= European Joint Master degree in Economics =

The European Joint Master degree in Economics provides a rigorous education in fundamental quantitative tools by combining economic theory with related quantitative disciplines such as Econometrics, Finance, Actuarial Science, Probability, Statistics, Mathematical Modeling, Computation and Simulation, Experimental Design, and Political Science, managed by consortia of higher education institutions from the European Union.

The first European Joint Master degree in Economics was the Erasmus Mundus QEM - Models and Methods of Quantitative Economics. It was approved by the European Union in 2006 as international graduate degree program designed by a Consortium of European Universities. The number of European universities or institutions making up a consortium varies from the degree awarding program. The nature of the degree differs from other master's degree in Economics or finance.
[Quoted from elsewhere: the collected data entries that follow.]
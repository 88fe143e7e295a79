//! Kafka configuration for the Linehaul trigger queue.
//!
//! The same structure is embedded in each service's configuration file, and
//! can also be assembled from `KAFKA_*` environment variables for the
//! operator trigger tool.

use rdkafka::config::ClientConfig;
use serde::{Deserialize, Serialize};
use std::collections::HashMap;
use std::time::Duration;
use thiserror::Error;

/// Errors that can occur during configuration
#[derive(Error, Debug)]
pub enum ConfigError {
    #[error("Missing required configuration: {0}")]
    MissingRequired(String),

    #[error("Invalid configuration value for {key}: {message}")]
    InvalidValue { key: String, message: String },
}

/// Security protocol for Kafka connections
#[derive(Debug, Clone, Serialize, Deserialize, Default, PartialEq, Eq)]
#[serde(rename_all = "snake_case")]
pub enum SecurityProtocol {
    #[default]
    Plaintext,
    Ssl,
    SaslPlaintext,
    SaslSsl,
}

impl SecurityProtocol {
    pub fn as_str(&self) -> &'static str {
        match self {
            SecurityProtocol::Plaintext => "plaintext",
            SecurityProtocol::Ssl => "ssl",
            SecurityProtocol::SaslPlaintext => "sasl_plaintext",
            SecurityProtocol::SaslSsl => "sasl_ssl",
        }
    }

    fn uses_sasl(&self) -> bool {
        matches!(self, SecurityProtocol::SaslPlaintext | SecurityProtocol::SaslSsl)
    }
}

impl std::str::FromStr for SecurityProtocol {
    type Err = ConfigError;

    fn from_str(s: &str) -> Result<Self, Self::Err> {
        match s.to_lowercase().as_str() {
            "plaintext" => Ok(SecurityProtocol::Plaintext),
            "ssl" => Ok(SecurityProtocol::Ssl),
            "sasl_plaintext" => Ok(SecurityProtocol::SaslPlaintext),
            "sasl_ssl" => Ok(SecurityProtocol::SaslSsl),
            other => Err(ConfigError::InvalidValue {
                key: "security_protocol".to_string(),
                message: format!("unknown protocol {other:?}"),
            }),
        }
    }
}

/// SASL authentication configuration
#[derive(Debug, Clone, Serialize, Deserialize)]
pub struct SaslConfig {
    /// PLAIN, SCRAM-SHA-256 or SCRAM-SHA-512
    #[serde(default = "default_sasl_mechanism")]
    pub mechanism: String,
    pub username: Option<String>,
    pub password: Option<String>,
}

fn default_sasl_mechanism() -> String {
    "PLAIN".to_string()
}

impl Default for SaslConfig {
    fn default() -> Self {
        Self {
            mechanism: default_sasl_mechanism(),
            username: None,
            password: None,
        }
    }
}

/// Delivery settings for published triggers
#[derive(Debug, Clone, Serialize, Deserialize)]
pub struct ReliabilityConfig {
    #[serde(default = "default_retries")]
    pub retries: u32,
    #[serde(default = "default_retry_backoff_ms")]
    pub retry_backoff_ms: u64,
    #[serde(default = "default_request_timeout_ms")]
    pub request_timeout_ms: u64,
    /// Required acknowledgments: 0, 1, or all
    #[serde(default = "default_acks")]
    pub acks: String,
}

fn default_retries() -> u32 {
    3
}

fn default_retry_backoff_ms() -> u64 {
    100
}

fn default_request_timeout_ms() -> u64 {
    30000
}

fn default_acks() -> String {
    "all".to_string()
}

impl Default for ReliabilityConfig {
    fn default() -> Self {
        Self {
            retries: default_retries(),
            retry_backoff_ms: default_retry_backoff_ms(),
            request_timeout_ms: default_request_timeout_ms(),
            acks: default_acks(),
        }
    }
}

/// Consumer-specific configuration
#[derive(Debug, Clone, Serialize, Deserialize)]
pub struct ConsumerConfig {
    #[serde(default = "default_group_id")]
    pub group_id: String,
    /// earliest, latest, none
    #[serde(default = "default_auto_offset_reset")]
    pub auto_offset_reset: String,
    #[serde(default = "default_session_timeout")]
    pub session_timeout_ms: u64,
    /// Must exceed the longest Classifier or Loader invocation
    #[serde(default = "default_max_poll_interval")]
    pub max_poll_interval_ms: u64,
    /// First delay before retrying a failure the DLQ could not record
    #[serde(default = "default_redelivery_initial")]
    pub redelivery_initial_ms: u64,
    #[serde(default = "default_redelivery_max")]
    pub redelivery_max_ms: u64,
}

fn default_group_id() -> String {
    "linehaul".to_string()
}

fn default_auto_offset_reset() -> String {
    "earliest".to_string()
}

fn default_session_timeout() -> u64 {
    30000
}

fn default_max_poll_interval() -> u64 {
    900000
}

fn default_redelivery_initial() -> u64 {
    1000
}

fn default_redelivery_max() -> u64 {
    60000
}

impl Default for ConsumerConfig {
    fn default() -> Self {
        Self {
            group_id: default_group_id(),
            auto_offset_reset: default_auto_offset_reset(),
            session_timeout_ms: default_session_timeout(),
            max_poll_interval_ms: default_max_poll_interval(),
            redelivery_initial_ms: default_redelivery_initial(),
            redelivery_max_ms: default_redelivery_max(),
        }
    }
}

/// Topics used by the pipeline
#[derive(Debug, Clone, Serialize, Deserialize)]
pub struct TopicConfig {
    /// Object-created notifications for raw log objects (Classifier input)
    #[serde(default = "default_object_notifications_topic")]
    pub object_notifications: String,
    /// Scheduled, operator and continuation triggers (Loader input and output)
    #[serde(default = "default_load_triggers_topic")]
    pub load_triggers: String,
    /// Dead letter queue topic
    #[serde(default = "default_dlq_topic")]
    pub dead_letter_queue: String,
}

fn default_object_notifications_topic() -> String {
    "linehaul.objects".to_string()
}

fn default_load_triggers_topic() -> String {
    "linehaul.load-triggers".to_string()
}

fn default_dlq_topic() -> String {
    "linehaul.dlq".to_string()
}

impl Default for TopicConfig {
    fn default() -> Self {
        Self {
            object_notifications: default_object_notifications_topic(),
            load_triggers: default_load_triggers_topic(),
            dead_letter_queue: default_dlq_topic(),
        }
    }
}

/// Main Kafka configuration
#[derive(Debug, Clone, Serialize, Deserialize)]
pub struct KafkaConfig {
    /// Comma-separated list of broker addresses
    #[serde(default = "default_bootstrap_servers")]
    pub bootstrap_servers: String,
    #[serde(default = "default_client_id")]
    pub client_id: String,
    #[serde(default)]
    pub security_protocol: SecurityProtocol,
    /// CA certificate path for SSL connections
    pub ssl_ca_location: Option<String>,
    #[serde(default)]
    pub sasl: SaslConfig,
    #[serde(default)]
    pub reliability: ReliabilityConfig,
    #[serde(default)]
    pub consumer: ConsumerConfig,
    #[serde(default)]
    pub topics: TopicConfig,
    /// Additional librdkafka properties
    #[serde(default)]
    pub extra_properties: HashMap<String, String>,
}

fn default_bootstrap_servers() -> String {
    "localhost:9092".to_string()
}

fn default_client_id() -> String {
    "linehaul".to_string()
}

impl Default for KafkaConfig {
    fn default() -> Self {
        Self {
            bootstrap_servers: default_bootstrap_servers(),
            client_id: default_client_id(),
            security_protocol: SecurityProtocol::default(),
            ssl_ca_location: None,
            sasl: SaslConfig::default(),
            reliability: ReliabilityConfig::default(),
            consumer: ConsumerConfig::default(),
            topics: TopicConfig::default(),
            extra_properties: HashMap::new(),
        }
    }
}

impl KafkaConfig {
    pub fn new(bootstrap_servers: impl Into<String>) -> Self {
        Self {
            bootstrap_servers: bootstrap_servers.into(),
            ..Default::default()
        }
    }

    /// Load configuration from `KAFKA_*` environment variables
    pub fn from_env() -> Result<Self, ConfigError> {
        let mut config = Self::new(
            std::env::var("KAFKA_BOOTSTRAP_SERVERS").unwrap_or_else(|_| default_bootstrap_servers()),
        );

        if let Ok(client_id) = std::env::var("KAFKA_CLIENT_ID") {
            config.client_id = client_id;
        }
        if let Ok(group_id) = std::env::var("KAFKA_GROUP_ID") {
            config.consumer.group_id = group_id;
        }
        if let Ok(protocol) = std::env::var("KAFKA_SECURITY_PROTOCOL") {
            config.security_protocol = protocol.parse()?;
        }
        if let Ok(username) = std::env::var("KAFKA_SASL_USERNAME") {
            config.sasl.username = Some(username);
        }
        if let Ok(password) = std::env::var("KAFKA_SASL_PASSWORD") {
            config.sasl.password = Some(password);
        }
        if let Ok(ca) = std::env::var("KAFKA_SSL_CA_LOCATION") {
            config.ssl_ca_location = Some(ca);
        }
        if let Ok(topic) = std::env::var("KAFKA_LOAD_TRIGGERS_TOPIC") {
            config.topics.load_triggers = topic;
        }

        config.validate()?;
        Ok(config)
    }

    fn build_base_config(&self) -> ClientConfig {
        let mut config = ClientConfig::new();

        config.set("bootstrap.servers", &self.bootstrap_servers);
        config.set("client.id", &self.client_id);
        config.set("security.protocol", self.security_protocol.as_str());

        if let Some(ref ca) = self.ssl_ca_location {
            config.set("ssl.ca.location", ca);
        }

        if self.security_protocol.uses_sasl() {
            config.set("sasl.mechanism", &self.sasl.mechanism);
            if let Some(ref username) = self.sasl.username {
                config.set("sasl.username", username);
            }
            if let Some(ref password) = self.sasl.password {
                config.set("sasl.password", password);
            }
        }

        for (key, value) in &self.extra_properties {
            config.set(key, value);
        }

        config
    }

    /// Build a producer ClientConfig
    pub fn build_producer_config(&self) -> ClientConfig {
        let mut config = self.build_base_config();

        config.set("retries", self.reliability.retries.to_string());
        config.set("retry.backoff.ms", self.reliability.retry_backoff_ms.to_string());
        config.set("request.timeout.ms", self.reliability.request_timeout_ms.to_string());
        config.set("acks", &self.reliability.acks);
        config.set("enable.idempotence", "true");

        config
    }

    /// Build a consumer ClientConfig. Offsets are committed manually, only
    /// after a message has been handled.
    pub fn build_consumer_config(&self) -> ClientConfig {
        let mut config = self.build_base_config();

        config.set("group.id", &self.consumer.group_id);
        config.set("auto.offset.reset", &self.consumer.auto_offset_reset);
        config.set("enable.auto.commit", "false");
        config.set("session.timeout.ms", self.consumer.session_timeout_ms.to_string());
        config.set("max.poll.interval.ms", self.consumer.max_poll_interval_ms.to_string());

        config
    }

    /// Get request timeout as Duration
    pub fn request_timeout(&self) -> Duration {
        Duration::from_millis(self.reliability.request_timeout_ms)
    }

    /// Validate the configuration
    pub fn validate(&self) -> Result<(), ConfigError> {
        if self.bootstrap_servers.is_empty() {
            return Err(ConfigError::MissingRequired("bootstrap_servers".to_string()));
        }
        if self.consumer.group_id.is_empty() {
            return Err(ConfigError::MissingRequired("consumer.group_id".to_string()));
        }
        if self.topics.load_triggers.is_empty() {
            return Err(ConfigError::MissingRequired("topics.load_triggers".to_string()));
        }
        if self.security_protocol.uses_sasl() && self.sasl.username.is_none() {
            return Err(ConfigError::MissingRequired(
                "sasl.username (required for SASL)".to_string(),
            ));
        }
        Ok(())
    }
}
//! URL query state

use axum::response::{IntoResponse, Redirect, Response};
use url::form_urlencoded;

/// Decoded query string, order preserving
#[derive(Debug, Clone, Default, PartialEq, Eq)]
pub struct QueryMap {
    pairs: Vec<(String, String)>,
}

impl QueryMap {
    pub fn parse(raw: Option<&str>) -> Self {
        let pairs = raw
            .map(|raw| {
                form_urlencoded::parse(raw.trim_start_matches('?').as_bytes())
                    .into_owned()
                    .collect()
            })
            .unwrap_or_default();
        Self { pairs }
    }

    /// First value stored under `key`, empty when absent
    pub fn get(&self, key: &str) -> &str {
        self.pairs
            .iter()
            .find(|(k, _)| k == key)
            .map(|(_, v)| v.as_str())
            .unwrap_or("")
    }

    /// Set or remove keys in place.
    ///
    /// An empty value removes the key. A non-empty value replaces the first
    /// occurrence and drops the rest, or is appended when the key is new.
    pub fn patch<'a, I>(&mut self, patch: I)
    where
        I: IntoIterator<Item = (&'a str, String)>,
    {
        for (key, value) in patch {
            if value.is_empty() {
                self.pairs.retain(|(k, _)| k != key);
                continue;
            }

            match self.pairs.iter().position(|(k, _)| k == key) {
                Some(index) => {
                    self.pairs[index].1 = value;
                    let mut seen = 0;
                    self.pairs.retain(|(k, _)| {
                        if k != key {
                            return true;
                        }
                        seen += 1;
                        seen == 1
                    });
                }
                None => self.pairs.push((key.to_string(), value)),
            }
        }
    }

    pub fn patched<'a, I>(&self, patch: I) -> Self
    where
        I: IntoIterator<Item = (&'a str, String)>,
    {
        let mut next = self.clone();
        next.patch(patch);
        next
    }

    pub fn is_empty(&self) -> bool {
        self.pairs.is_empty()
    }

    /// `path` followed by the encoded query, if any
    pub fn to_url(&self, path: &str) -> String {
        if self.pairs.is_empty() {
            return path.to_string();
        }
        let encoded = form_urlencoded::Serializer::new(String::new())
            .extend_pairs(self.pairs.iter())
            .finish();
        format!("{}?{}", path, encoded)
    }
}

/// Page number carried by the `page` query key.
///
/// Anything that is not a finite number of at least one collapses to 1;
/// fractions are floored.
pub fn parse_page(raw: &str) -> u32 {
    let value = if raw.trim().is_empty() {
        1.0
    } else {
        raw.trim().parse::<f64>().unwrap_or(f64::NAN)
    };

    if !value.is_finite() || value < 1.0 {
        return 1;
    }
    value.floor().min(u32::MAX as f64) as u32
}

/// How the browser should move to a new URL
#[derive(Debug, Clone, PartialEq, Eq)]
pub enum Navigation {
    /// A new history entry
    Push(String),
    /// Replace the current entry, the bad URL is not kept
    Replace(String),
}

impl Navigation {
    pub fn url(&self) -> &str {
        match self {
            Navigation::Push(url) | Navigation::Replace(url) => url,
        }
    }
}

impl IntoResponse for Navigation {
    fn into_response(self) -> Response {
        match self {
            Navigation::Push(url) => Redirect::to(&url).into_response(),
            Navigation::Replace(url) => Redirect::temporary(&url).into_response(),
        }
    }
}

#[cfg(test)]
mod tests {
    use super::*;

    #[test]
    fn test_parse_page() {
        assert_eq!(parse_page(""), 1);
        assert_eq!(parse_page("3"), 3);
        assert_eq!(parse_page("2.9"), 2);
        assert_eq!(parse_page("0"), 1);
        assert_eq!(parse_page("-4"), 1);
        assert_eq!(parse_page("abc"), 1);
        assert_eq!(parse_page("inf"), 1);
        assert_eq!(parse_page("NaN"), 1);
    }

    #[test]
    fn test_patch_keeps_position_and_removes_empty() {
        let mut query = QueryMap::parse(Some("status=active&page=3"));
        query.patch([("page", "2".to_string())]);
        assert_eq!(query.to_url("/deployments"), "/deployments?status=active&page=2");

        query.patch([("status", String::new()), ("page", String::new())]);
        assert!(query.is_empty());
        assert_eq!(query.to_url("/deployments"), "/deployments");
    }

    #[test]
    fn test_patch_collapses_duplicates() {
        let mut query = QueryMap::parse(Some("tag=a&page=2&tag=b"));
        query.patch([("tag", "c".to_string())]);
        assert_eq!(query.to_url("/devices"), "/devices?tag=c&page=2");
    }

    #[test]
    fn test_decoding() {
        let query = QueryMap::parse(Some("?tag=production%2C+rack-01&status="));
        assert_eq!(query.get("tag"), "production, rack-01");
        assert_eq!(query.get("status"), "");
        assert_eq!(query.get("missing"), "");
    }
}
//! Logging configuration

use std::path::PathBuf;

use tracing::Level;
use tracing_appender::non_blocking::WorkerGuard;
use tracing_subscriber::{
    fmt, layer::SubscriberExt, util::SubscriberInitExt, EnvFilter, Layer, Registry,
};

use crate::errors::ConsoleError;

/// File name prefix of the rolling log files
const LOG_FILE_PREFIX: &str = "harbor-console.log";

/// Log level configuration
#[derive(Debug, Clone, Default, PartialEq, Eq)]
pub enum LogLevel {
    Trace,
    Debug,
    #[default]
    Info,
    Warn,
    Error,
}

impl LogLevel {
    pub fn to_level(&self) -> Level {
        match self {
            LogLevel::Trace => Level::TRACE,
            LogLevel::Debug => Level::DEBUG,
            LogLevel::Info => Level::INFO,
            LogLevel::Warn => Level::WARN,
            LogLevel::Error => Level::ERROR,
        }
    }

    pub fn to_filter_string(&self) -> &'static str {
        match self {
            LogLevel::Trace => "trace",
            LogLevel::Debug => "debug",
            LogLevel::Info => "info",
            LogLevel::Warn => "warn",
            LogLevel::Error => "error",
        }
    }
}

impl std::str::FromStr for LogLevel {
    type Err = String;

    fn from_str(s: &str) -> Result<Self, Self::Err> {
        match s.to_lowercase().as_str() {
            "trace" => Ok(LogLevel::Trace),
            "debug" => Ok(LogLevel::Debug),
            "info" => Ok(LogLevel::Info),
            "warn" | "warning" => Ok(LogLevel::Warn),
            "error" => Ok(LogLevel::Error),
            _ => Err(format!("Invalid log level: {}", s)),
        }
    }
}

impl serde::Serialize for LogLevel {
    fn serialize<S>(&self, serializer: S) -> Result<S::Ok, S::Error>
    where
        S: serde::Serializer,
    {
        serializer.serialize_str(self.to_filter_string())
    }
}

impl<'de> serde::Deserialize<'de> for LogLevel {
    fn deserialize<D>(deserializer: D) -> Result<Self, D::Error>
    where
        D: serde::Deserializer<'de>,
    {
        let s = String::deserialize(deserializer)?;
        s.parse().map_err(serde::de::Error::custom)
    }
}

/// Logging options
#[derive(Debug, Clone)]
pub struct LogOptions {
    /// Log level
    pub log_level: LogLevel,

    /// Write logs to stdout
    pub stdout: bool,

    /// Directory for daily rolling log files, disabled when `None`
    pub log_dir: Option<PathBuf>,

    /// Enable JSON format on stdout
    pub json_format: bool,
}

impl Default for LogOptions {
    fn default() -> Self {
        Self {
            log_level: LogLevel::Info,
            stdout: true,
            log_dir: None,
            json_format: false,
        }
    }
}

/// Initialize logging.
///
/// The returned guard flushes the file writer and must be held for the
/// lifetime of the process.
pub fn init_logging(options: LogOptions) -> Result<Option<WorkerGuard>, ConsoleError> {
    let filter = EnvFilter::try_from_default_env()
        .unwrap_or_else(|_| EnvFilter::new(options.log_level.to_filter_string()));

    let mut layers: Vec<Box<dyn Layer<Registry> + Send + Sync>> = Vec::new();

    if options.stdout {
        if options.json_format {
            layers.push(fmt::layer().json().boxed());
        } else {
            layers.push(fmt::layer().boxed());
        }
    }

    let mut guard = None;
    if let Some(log_dir) = &options.log_dir {
        let appender = tracing_appender::rolling::daily(log_dir, LOG_FILE_PREFIX);
        let (writer, worker_guard) = tracing_appender::non_blocking(appender);
        layers.push(fmt::layer().with_ansi(false).with_writer(writer).boxed());
        guard = Some(worker_guard);
    }

    tracing_subscriber::registry()
        .with(layers)
        .with(filter)
        .try_init()
        .map_err(|e| ConsoleError::ConfigError(e.to_string()))?;

    Ok(guard)
}

#[cfg(test)]
mod tests {
    use super::*;

    #[test]
    fn test_log_level_parsing() {
        assert_eq!("WARNING".parse::<LogLevel>().unwrap(), LogLevel::Warn);
        assert_eq!("debug".parse::<LogLevel>().unwrap(), LogLevel::Debug);
        assert!("verbose".parse::<LogLevel>().is_err());
    }

    #[test]
    fn test_log_level_serde() {
        let level: LogLevel = serde_json::from_str("\"error\"").unwrap();
        assert_eq!(level, LogLevel::Error);
        assert_eq!(serde_json::to_string(&LogLevel::Trace).unwrap(), "\"trace\"");
    }
}
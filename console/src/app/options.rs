//! Application configuration options

use std::time::Duration;

use crate::storage::layout::StorageLayout;
use crate::storage::settings::Settings;
use crate::workers::token_refresh;

/// Main application options
#[derive(Debug, Clone)]
pub struct AppOptions {
    /// Lifecycle configuration
    pub lifecycle: LifecycleOptions,

    /// Management API configuration
    pub api: ApiOptions,

    /// Storage configuration
    pub storage: StorageOptions,

    /// Console HTTP server configuration
    pub server: ServerOptions,

    /// Page behavior
    pub views: ViewOptions,

    /// Enable the token refresh worker
    pub enable_token_refresh_worker: bool,

    /// Token refresh worker options
    pub token_refresh_worker: token_refresh::Options,
}

impl Default for AppOptions {
    fn default() -> Self {
        Self {
            lifecycle: LifecycleOptions::default(),
            api: ApiOptions::default(),
            storage: StorageOptions::default(),
            server: ServerOptions::default(),
            views: ViewOptions::default(),
            enable_token_refresh_worker: true,
            token_refresh_worker: token_refresh::Options::default(),
        }
    }
}

impl AppOptions {
    /// Options from the settings file stored under `layout`
    pub fn from_settings(settings: &Settings, layout: StorageLayout) -> Self {
        Self {
            api: ApiOptions {
                base_url: settings.api.base_url.clone(),
                request_timeout: Duration::from_secs(settings.api.request_timeout_secs.max(1)),
            },
            storage: StorageOptions { layout },
            server: ServerOptions {
                host: settings.server.host.clone(),
                port: settings.server.port,
            },
            views: ViewOptions {
                dashboard_refresh_ms: settings.dashboard_refresh_ms,
                deployment_refresh_ms: settings.deployment_refresh_ms,
                page_size: settings.page_size.max(1),
            },
            enable_token_refresh_worker: settings.token_refresh.enabled,
            token_refresh_worker: token_refresh::Options::from(&settings.token_refresh),
            ..Default::default()
        }
    }
}

/// Lifecycle options for the console
#[derive(Debug, Clone)]
pub struct LifecycleOptions {
    /// Maximum delay for graceful shutdown
    pub max_shutdown_delay: Duration,
}

impl Default for LifecycleOptions {
    fn default() -> Self {
        Self {
            max_shutdown_delay: Duration::from_secs(30),
        }
    }
}

/// Management API options
#[derive(Debug, Clone)]
pub struct ApiOptions {
    pub base_url: String,
    pub request_timeout: Duration,
}

impl Default for ApiOptions {
    fn default() -> Self {
        Self {
            base_url: "http://localhost:8080/api/v1".to_string(),
            request_timeout: Duration::from_secs(30),
        }
    }
}

/// Storage configuration options
#[derive(Debug, Clone, Default)]
pub struct StorageOptions {
    /// Storage layout paths
    pub layout: StorageLayout,
}

/// Console HTTP server options
#[derive(Debug, Clone)]
pub struct ServerOptions {
    /// Host to bind to
    pub host: String,

    /// Port to listen on
    pub port: u16,
}

impl Default for ServerOptions {
    fn default() -> Self {
        Self {
            host: "127.0.0.1".to_string(),
            port: 3000,
        }
    }
}

/// Defaults of the pages
#[derive(Debug, Clone, Copy, PartialEq, Eq)]
pub struct ViewOptions {
    /// Initial dashboard auto-refresh interval, 0 is off
    pub dashboard_refresh_ms: u64,

    /// Initial deployment detail auto-refresh interval, 0 is off
    pub deployment_refresh_ms: u64,

    /// Rows per list page
    pub page_size: u32,
}

impl Default for ViewOptions {
    fn default() -> Self {
        Self {
            dashboard_refresh_ms: 15_000,
            deployment_refresh_ms: 30_000,
            page_size: 20,
        }
    }
}
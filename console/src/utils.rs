//! Utility functions

use chrono::{DateTime, Utc};
use serde::{Deserialize, Serialize};

/// Default number of characters kept by [`shorten_id`]
pub const DEFAULT_ID_PREFIX: usize = 8;

/// Version information for the console
#[derive(Debug, Clone, Serialize, Deserialize)]
pub struct VersionInfo {
    pub version: String,
    pub git_hash: String,
    pub build_time: String,
}

/// Get version information
pub fn version_info() -> VersionInfo {
    VersionInfo {
        version: env!("CARGO_PKG_VERSION").to_string(),
        git_hash: option_env!("GIT_HASH").unwrap_or("unknown").to_string(),
        build_time: option_env!("BUILD_TIME").unwrap_or("unknown").to_string(),
    }
}

/// Truncate an identifier for compact display.
///
/// Returns `-` for an empty value, the value itself when it fits in `size`
/// characters, otherwise the first `size` characters followed by `...`.
pub fn shorten_id(value: &str, size: usize) -> String {
    if value.is_empty() {
        return "-".to_string();
    }

    if value.chars().count() <= size {
        return value.to_string();
    }

    let prefix: String = value.chars().take(size).collect();
    format!("{}...", prefix)
}

/// Render an optional timestamp, `-` when absent
pub fn format_timestamp(value: Option<&DateTime<Utc>>) -> String {
    match value {
        Some(ts) => ts.format("%Y-%m-%d %H:%M:%S UTC").to_string(),
        None => "-".to_string(),
    }
}

/// Join a list for display, `-` when empty
pub fn join_or_dash(values: &[String]) -> String {
    if values.is_empty() {
        "-".to_string()
    } else {
        values.join(", ")
    }
}

/// The value, or `-` when it is empty
pub fn or_dash(value: &str) -> &str {
    if value.is_empty() {
        "-"
    } else {
        value
    }
}

#[cfg(test)]
mod tests {
    use super::*;
    use chrono::TimeZone;

    #[test]
    fn test_shorten_id_keeps_short_values() {
        assert_eq!(shorten_id("abc", 8), "abc");
        assert_eq!(shorten_id("abcdefgh", 8), "abcdefgh");
    }

    #[test]
    fn test_shorten_id_truncates() {
        assert_eq!(
            shorten_id("0b6f8a52-1d7e-4c1a-9a55-3a1f2b7c9d10", DEFAULT_ID_PREFIX),
            "0b6f8a52..."
        );
        assert_eq!(shorten_id("0b6f8a52-1d7e", 12), "0b6f8a52-1d7...");
    }

    #[test]
    fn test_shorten_id_empty() {
        assert_eq!(shorten_id("", 8), "-");
        assert_eq!(shorten_id("", 0), "-");
    }

    #[test]
    fn test_format_timestamp() {
        let ts = Utc.with_ymd_and_hms(2025, 3, 1, 8, 5, 9).unwrap();
        assert_eq!(format_timestamp(Some(&ts)), "2025-03-01 08:05:09 UTC");
        assert_eq!(format_timestamp(None), "-");
    }

    #[test]
    fn test_join_or_dash() {
        assert_eq!(join_or_dash(&[]), "-");
        assert_eq!(
            join_or_dash(&["production".to_string(), "rack-01".to_string()]),
            "production, rack-01"
        );
    }
}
Compared to the Master of Finance or Master of Economics, this European degree is joint and prepares graduate for a wide range of careers which utilize their competency in economics, including economic theory, macroeconomics and financial forecasting, financial engineering and risk management, quantitative asset management, computational economics, quantitative trading, and applied and theoretical research. Unlike programs which are substantially quantitative, this degree provide a merge of both theory and empirics useful in practice.

Closely related degrees include the "Master of Quantitative Finance and Economics" and "Master of Finance and Economics".

Often, the degree prepares graduates for both research orientation for further studies and in the job market for positions in government organizations, private companies or financial institutions. This joint degree is officially recognized as a master degree in each university and each country with the same rights and duties with the national degree.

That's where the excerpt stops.